Horseshoe Crabs, Hox genes and Virtual Palaeontology

This blog is inspired by the first lecture I went to last week at the British Science Festival, about virtual palaeontology. It was given by two excellent speakers, Dr Russell Garwood and Dr Imran Rahman and I’ve now done a bit more research into what they spoke about, as well as found a video of some 3D fossils like I promised!

First of all, here is a video made by Dr Garwood about using Micro-CT to get 3D images of fossils. The crack you can see through all the scans is the break that was made that allowed the fossil to be discovered. It really shows how crude the old methods of simply breaking it open a fossil, or even grinding it down slowly to reveal its inner workings while destroying it (!) are compared to x-raying it.

Also if you notice at the end he has an Imperial email (:0) because he did his PhD (and I think still teaches) there which is so exciting! If you want to see some more awesome photos and details of his work you can go to his website.

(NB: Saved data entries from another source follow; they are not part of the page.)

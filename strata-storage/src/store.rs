// Copyright ⓒ 2024-2025 Peter Morgan <peter.james.morgan@gmail.com>
//
// Licensed under the Apache License, Version 2.0 (the "License");
// you may not use this file except in compliance with the License.
// You may obtain a copy of the License at
//
// http://www.apache.org/licenses/LICENSE-2.0
//
// Unless required by applicable law or agreed to in writing, software
// distributed under the License is distributed on an "AS IS" BASIS,
// WITHOUT WARRANTIES OR CONDITIONS OF ANY KIND, either express or implied.
// See the License for the specific language governing permissions and
// limitations under the License.

use crate::{
    Error, GroupId, PartitionId, Result, STORE_REQUESTS,
    config::{GroupConfig, StoreConfig},
    group::{GroupState, PartitionGroup, PartitionGroupStore, QosLevel},
    replicate::ReplicableStore,
    retention::{Purged, RetentionPolicy},
    telemetry::{Observer, Telemetry},
};
use opentelemetry::KeyValue;
use std::{
    collections::BTreeMap,
    fs::{create_dir_all, read_dir, remove_dir_all},
    marker::PhantomData,
    path::{Path, PathBuf},
    sync::{
        Arc, RwLock,
        atomic::{AtomicBool, Ordering},
    },
};
use tracing::{debug, instrument, warn};

#[derive(Clone, Debug)]
pub struct Builder<P> {
    path: P,
    group_config: GroupConfig,
    observer: Option<Arc<dyn Observer>>,
}

impl Default for Builder<PhantomData<PathBuf>> {
    fn default() -> Self {
        Self {
            path: PhantomData,
            group_config: GroupConfig::default(),
            observer: None,
        }
    }
}

impl<P> Builder<P> {
    pub fn path(self, path: impl Into<PathBuf>) -> Builder<PathBuf> {
        Builder {
            path: path.into(),
            group_config: self.group_config,
            observer: self.observer,
        }
    }

    /// Configuration of groups created without one.
    pub fn group_config(self, group_config: GroupConfig) -> Self {
        Self {
            group_config,
            ..self
        }
    }

    pub fn observer(self, observer: Arc<dyn Observer>) -> Self {
        Self {
            observer: Some(observer),
            ..self
        }
    }
}

impl Builder<PathBuf> {
    pub fn build(self) -> Result<Store> {
        let group_config = self.group_config.validate()?;
        create_dir_all(&self.path)?;

        Ok(Store {
            path: self.path,
            group_config,
            observer: self.observer.unwrap_or_else(|| Arc::new(Telemetry)),
            groups: RwLock::new(BTreeMap::new()),
            running: AtomicBool::new(false),
        })
    }
}

impl From<StoreConfig> for Builder<PathBuf> {
    fn from(config: StoreConfig) -> Self {
        Builder::default()
            .path(config.path())
            .group_config(config.group_config().clone())
    }
}

/// Owns the partition groups under a directory.
#[derive(Debug)]
pub struct Store {
    path: PathBuf,
    group_config: GroupConfig,
    observer: Arc<dyn Observer>,
    groups: RwLock<BTreeMap<GroupId, Arc<PartitionGroup>>>,
    running: AtomicBool,
}

impl Store {
    pub fn builder() -> Builder<PhantomData<PathBuf>> {
        Builder::default()
    }

    pub fn path(&self) -> &Path {
        &self.path
    }

    pub fn is_running(&self) -> bool {
        self.running.load(Ordering::Acquire)
    }

    /// Identifiers of the loaded groups.
    pub fn partition_groups(&self) -> Result<Vec<GroupId>> {
        self.groups
            .read()
            .map(|groups| groups.keys().cloned().collect())
            .map_err(Into::into)
    }

    fn lookup(&self, id: &GroupId) -> Result<Arc<PartitionGroup>> {
        self.groups
            .read()?
            .get(id)
            .cloned()
            .ok_or_else(|| Error::UnknownPartitionGroup(id.clone()))
    }

    fn count(method: &'static str) {
        STORE_REQUESTS.add(1, &[KeyValue::new("method", method)]);
    }

    #[instrument(skip(self))]
    pub fn create_partition_group(
        &self,
        topic: &str,
        group: u32,
        partitions: &[PartitionId],
        config: Option<GroupConfig>,
    ) -> Result<()> {
        Self::count("create_partition_group");

        let id = GroupId::new(topic, group);
        let mut groups = self.groups.write()?;

        if groups.contains_key(&id) {
            return Err(Error::PartitionGroupExists(id));
        }

        let created = PartitionGroup::create(
            &self.path,
            id.clone(),
            partitions,
            config.unwrap_or_else(|| self.group_config.clone()),
            self.observer.clone(),
        )?;

        if self.is_running() {
            created.start()?;
        }

        debug!(%id, partitions = ?created.partitions());
        _ = groups.insert(id, Arc::new(created));
        Ok(())
    }

    /// Load a group from disk.
    ///
    /// Does nothing when the group is already loaded and healthy. A degraded
    /// or stopped group is stopped and loaded again, after which handles on
    /// the previous instance report [`crate::ErrorCode::NotRunning`].
    #[instrument(skip(self))]
    pub async fn restore_partition_group(&self, topic: &str, group: u32) -> Result<()> {
        Self::count("restore_partition_group");

        let id = GroupId::new(topic, group);

        let previous = {
            let groups = self.groups.read()?;

            match groups.get(&id) {
                Some(existing)
                    if !existing.is_degraded() && existing.state() != GroupState::Stopped =>
                {
                    debug!(%id, state = ?existing.state(), "already loaded");
                    return Ok(());
                }

                existing => existing.cloned(),
            }
        };

        if let Some(previous) = previous {
            warn!(%id, degraded = previous.is_degraded(), "reopening");
            previous.stop().await?;
        }

        let restored = PartitionGroup::restore(&self.path, id.clone(), self.observer.clone())?;

        let mut groups = self.groups.write()?;

        if groups.get(&id).is_some_and(|existing| {
            !existing.is_degraded() && existing.state() != GroupState::Stopped
        }) {
            debug!(%id, "restored concurrently");
            return Ok(());
        }

        if self.is_running() {
            restored.start()?;
        }

        _ = groups.insert(id, Arc::new(restored));
        Ok(())
    }

    /// Load every group found under the store path.
    #[instrument(skip(self))]
    pub async fn restore(&self) -> Result<Vec<GroupId>> {
        Self::count("restore");

        let mut ids = vec![];

        for entry in read_dir(&self.path)? {
            let entry = entry?;

            if !entry.file_type()?.is_dir() {
                continue;
            }

            match GroupId::try_from(&entry) {
                Ok(id) => ids.push(id),
                Err(error) => debug!(path = ?entry.path(), ?error, "skipping"),
            }
        }

        ids.sort();

        for id in &ids {
            self.restore_partition_group(id.topic(), id.group()).await?;
        }

        Ok(ids)
    }

    pub fn partition_group_exists(&self, topic: &str, group: u32) -> Result<bool> {
        let id = GroupId::new(topic, group);

        if self.groups.read()?.contains_key(&id) {
            return Ok(true);
        }

        Ok(PartitionGroup::dir(&self.path, &id).exists())
    }

    /// Stop a group and delete its directory.
    #[instrument(skip(self))]
    pub async fn remove_partition_group(&self, topic: &str, group: u32) -> Result<()> {
        Self::count("remove_partition_group");

        let id = GroupId::new(topic, group);
        let removed = self.groups.write()?.remove(&id);

        let dir = if let Some(removed) = removed {
            removed.stop().await?;
            removed.directory().to_path_buf()
        } else {
            PartitionGroup::dir(&self.path, &id)
        };

        if !dir.exists() {
            return Err(Error::UnknownPartitionGroup(id));
        }

        remove_dir_all(&dir).map_err(Into::into)
    }

    pub fn get_store(&self, topic: &str, group: u32, qos: QosLevel) -> Result<PartitionGroupStore> {
        self.lookup(&GroupId::new(topic, group))
            .map(|group| PartitionGroupStore::new(group, qos))
    }

    pub fn get_replicable_store(&self, topic: &str, group: u32) -> Result<ReplicableStore> {
        self.lookup(&GroupId::new(topic, group))
            .map(ReplicableStore::new)
    }

    /// Start the writer task of every loaded group. Must be called within a
    /// tokio runtime.
    #[instrument(skip(self))]
    pub fn start(&self) -> Result<()> {
        Self::count("start");

        let groups = self.groups.read()?;
        self.running.store(true, Ordering::Release);

        for group in groups.values() {
            if group.state() != GroupState::Stopped {
                group.start()?;
            }
        }

        Ok(())
    }

    /// Stop every group. Queued writes complete before each writer exits.
    #[instrument(skip(self))]
    pub async fn stop(&self) -> Result<()> {
        Self::count("stop");

        self.running.store(false, Ordering::Release);

        let groups = self
            .groups
            .read()
            .map(|groups| groups.values().cloned().collect::<Vec<_>>())?;

        let mut outcome = Ok(());

        for group in groups {
            if let Err(error) = group.stop().await {
                warn!(id = %group.id(), ?error);
                outcome = outcome.and(Err(error));
            }
        }

        outcome
    }

    /// Stop every group and release them.
    pub async fn close(&self) -> Result<()> {
        let stopped = self.stop().await;
        self.groups.write()?.clear();
        stopped
    }

    /// Purge the segments of a group that `policy` no longer retains.
    #[instrument(skip(self))]
    pub async fn apply_retention(
        &self,
        topic: &str,
        group: u32,
        policy: &dyn RetentionPolicy,
    ) -> Result<Option<Purged>> {
        Self::count("apply_retention");

        let group = self.lookup(&GroupId::new(topic, group))?;
        let segments = group.log().segments()?;

        match policy.retain_from(&segments) {
            Some(before) => group.purge(before).await.map(Some),
            None => Ok(None),
        }
    }
}

#[cfg(test)]
mod tests {
    use super::*;
    use tempfile::tempdir;

    #[test]
    fn build_creates_directory() -> Result<()> {
        let dir = tempdir()?;
        let path = dir.path().join("a/b");

        let store = Store::builder().path(&path).build()?;
        assert!(path.is_dir());
        assert!(!store.is_running());

        Ok(())
    }

    #[test]
    fn build_validates_group_config() -> Result<()> {
        let dir = tempdir()?;

        assert!(matches!(
            Store::builder()
                .group_config(GroupConfig::default().write_request_queue_capacity(0))
                .path(dir.path())
                .build(),
            Err(Error::InvalidConfig(_))
        ));

        Ok(())
    }

    #[test]
    fn create_twice() -> Result<()> {
        let dir = tempdir()?;
        let store = Store::builder().path(dir.path()).build()?;

        store.create_partition_group("orders", 3, &[0, 1], None)?;
        assert!(store.partition_group_exists("orders", 3)?);
        assert!(!store.partition_group_exists("orders", 4)?);

        assert!(matches!(
            store.create_partition_group("orders", 3, &[0], None),
            Err(Error::PartitionGroupExists(_))
        ));

        let other = Store::builder().path(dir.path()).build()?;
        assert!(other.partition_group_exists("orders", 3)?);
        assert!(matches!(
            other.create_partition_group("orders", 3, &[0], None),
            Err(Error::PartitionGroupExists(_))
        ));

        Ok(())
    }

    #[test]
    fn unknown_group() -> Result<()> {
        let dir = tempdir()?;
        let store = Store::builder().path(dir.path()).build()?;

        assert!(matches!(
            store.get_store("orders", 0, QosLevel::Receive),
            Err(Error::UnknownPartitionGroup(_))
        ));

        assert!(matches!(
            store.get_replicable_store("orders", 0),
            Err(Error::UnknownPartitionGroup(_))
        ));

        Ok(())
    }
}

As you can see in the video, he basically x-rays the fossils, giving you a 3D image of what the creatures looked like. From this you can see lots of details that were missed before, which can reveal so much more about how the creature lived, for example how would have been able to move.

However, researching something else he mentioned in the lecture about horseshoe crabs has taken me off on a huge tangent into evolutionary developmental biology…

As far as I can tell from reading his paper, modern day horseshoe crabs have some legs at the front for feeding and walking, and the back legs have evolved into gills, whereas one of its ancestors had branched legs, where one branch did the breathing and the other the feeding and walking. It was thought that the back legs turned into gills and then the front specialised and lost their breathing branches afterwards.

A new fossil he scanned, called ‘Dibasterium Durgae’ however, is some kind of weird in-between stage with branched legs like the old one, but coming from four different parts of the body like they had begun to separate already and only after they had divided the branches went away.

That is a pretty convoluted summary. I freely admit that this paper, and the other ones I tried to read for some background, might as well have been written in Hieroglyphs. I mean here is a typical sentence: ‘Offacoluscan also be considered a synziphosurine, albeit with an aberrant trunk morphology (the posterior part of the opisthosoma is fused) that may be paedomorphic.’

I tried looking those words up. Even Google was convinced I’d made some hideous spelling mistake. I thought that perhaps two years at university and reading a lot might have helped me, but apparently that was just me being an arrogant physicist because wow these papers are incomprehensible. Researching this blog was actually pretty frustrating and made me realise just how alien science can be to laypeople. It didn’t help that this being the first lecture I went to, meant I hadn’t realise that I would want to take notes, and ended up scribbling them on the back of a leaflet about the palaeontology society that was handed out.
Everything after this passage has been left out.